Photo courtesy of Colorado Symphony
The CSO's initial plan to renovate Boettcher Concert Hall calls for reducing the volume of the hall, enlarging reflective surfaces near the musicians and adding flexibility in the audience-seating format.

Joined in the plan by members of the Colorado Symphony as well Denver business and cultural leaders, including Gil Boggs of the Colorado Ballet and Opera Colorado’s Greg Carpenter, Kern said the Colorado Symphony is ready to engage with the public as well as the city of Denver in a meaningful dialogue about the future of Boettcher Concert Hall.

“A great symphony, like a great sports team, needs a great field to play on,” Kern said. “Boettcher Concert Hall has been the Colorado Symphony’s home since it was built, and we’re optimistic that this plan allows us to move into the future, so that it can remain the orchestra’s home for another 35 years, at least.”

The plan was developed by Denver’s Semple Brown Architects, led by principal Chris Wineman.

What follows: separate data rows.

fn cmd_calc(catalog: &Catalog, rule: ElevationRule, calc_cmd: CalcCommands) -> PracticeResult<()> {
    let (scenario, json) = match calc_cmd {
        CalcCommands::Single {
            diameter,
            length,
            nozzle,
            elevation,
            json,
        } => {
            let nozzle = handline_nozzle(catalog, nozzle.nozzle.as_deref(), nozzle.gpm, nozzle.np)?;
            let scenario = Scenario::Single(SingleLine {
                main_diameter: diameter,
                main_length_ft: length,
                elevation_ft: elevation,
                nozzle,
            });
            (scenario, json)
        }
        CalcCommands::Wye {
            main_diameter,
            main_length,
            a_length,
            a_nozzle,
            a_gpm,
            a_np,
            b_length,
            b_nozzle,
            b_gpm,
            b_np,
            wye_loss,
            elevation,
            json,
        } => {
            let nozzle_a = handline_nozzle(catalog, a_nozzle.as_deref(), a_gpm, a_np)?;
            let nozzle_b = handline_nozzle(catalog, b_nozzle.as_deref(), b_gpm, b_np)?;
            let scenario = Scenario::Wye2(WyeLayout {
                main_diameter,
                main_length_ft: main_length,
                elevation_ft: elevation,
                wye_loss_psi: wye_loss,
                branch_a: Branch::new(a_length, nozzle_a),
                branch_b: Branch::new(b_length, nozzle_b),
            });
            (scenario, json)
        }
        CalcCommands::Master {
            nozzle,
            appliance,
            line1,
            line2,
            elevation,
            json,
        } => {
            let master_nozzle = match nozzle.nozzle.as_deref() {
                Some(id) => catalog_nozzle(catalog, id)?.master_nozzle().ok_or_else(|| {
                    PracticeError::Config {
                        what: format!("nozzle '{id}' is not a master stream device"),
                    }
                })?,
                None => {
                    let (gpm, np) = manual_nozzle("--nozzle", nozzle.gpm, nozzle.np)?;
                    MasterNozzle {
                        label: format!("Master stream {}", fmt_value(gpm)),
                        gpm,
                        required_pressure: np,
                        appliance_loss_psi: appliance,
                    }
                }
            };
            let scenario = Scenario::Master(MasterLayout {
                elevation_ft: elevation,
                master_nozzle,
                line1: SupplyLine { length_ft: line1 },
                line2: SupplyLine { length_ft: line2 },
            });
            (scenario, json)
        }
    };

    let calc = Calculator::new(catalog, rule);
    let derived = calc.derive(&scenario);
    tracing::debug!(kind = scenario.kind().label(), pdp = derived.pdp_psi, "calculated");

    if json {
        println!("{}", serde_json::to_string_pretty(&derived)?);
        return Ok(());
    }

    let reveal = Reveal {
        lead: scenario.to_string(),
        steps: scenario_steps(&calc, &scenario),
        total_psi: derived.pdp_psi,
        answers: vec![Expected::number(derived.pdp_psi, Unit::Psi, 0.0)],
    };
    println!("{}", reveal);
    Ok(())
}

fn cmd_tender(tank: f64, turnaround: f64, required: Option<f64>) -> PracticeResult<()> {
    let shuttle = TenderShuttle::new(tank, turnaround);
    println!(
        "Sustained flow: {} gal / {} min = {} gpm",
        fmt_value(tank),
        fmt_value(turnaround),
        fmt_value(shuttle.sustained_gpm())
    );
    if let Some(required) = required {
        let verdict = if shuttle.can_supply(required) { "✓" } else { "✗" };
        println!("{} Required flow: {} gpm", verdict, fmt_value(required));
        println!("  Tenders needed: {}", fmt_value(shuttle.tenders_needed(required)));
        println!(
            "  Longest turnaround for one tender: {} min",
            fmt_value(shuttle.max_turnaround_minutes(required))
        );
    }
    Ok(())
}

Semple Brown is noted for its work with performing arts venues, including the Ellie Caulkins Opera House, the renovation of the Helen Bonfils Theatre Complex lobby, the headquarters of the Colorado Ballet, the RedLine Art Center, Pueblo Memorial Hall, the Kenneth King Center, the Denver School of the Arts and Temple Hoyne Buell Theatre.

“Over the past 10 years, Semple Brown has studied Boettcher and compared it with both new and old symphonic halls, as well as the evaluations performed by multiple acoustical consultants during that time,” said Wineman. “Several lessons inform Semple Brown’s proposal for a renovation of Boettcher Concert Hall: the cubic volume of the hall needs to be reduced; the reflective surfaces closest to the musicians need to be larger in scale; the stage enclosure needs to be tighter; and the hall needs flexibility in seat count and seat format to help the CSO support a broader range of music types and performers,” Wineman said.

“On the basis of those lessons, Semple Brown’s conceptual design proposes two significant, yet cost-effective changes that work together to meet the four goals identified above, and do so in a cost-effective manner,” he added. “The design concept strategically adds seats close to the stage and reduces seating farther from the stage, while maintaining Boettcher’s distinctive intimacy and embrace of the musicians. It will allow the CSO to customize seating capacity quickly and easily to match its programming.”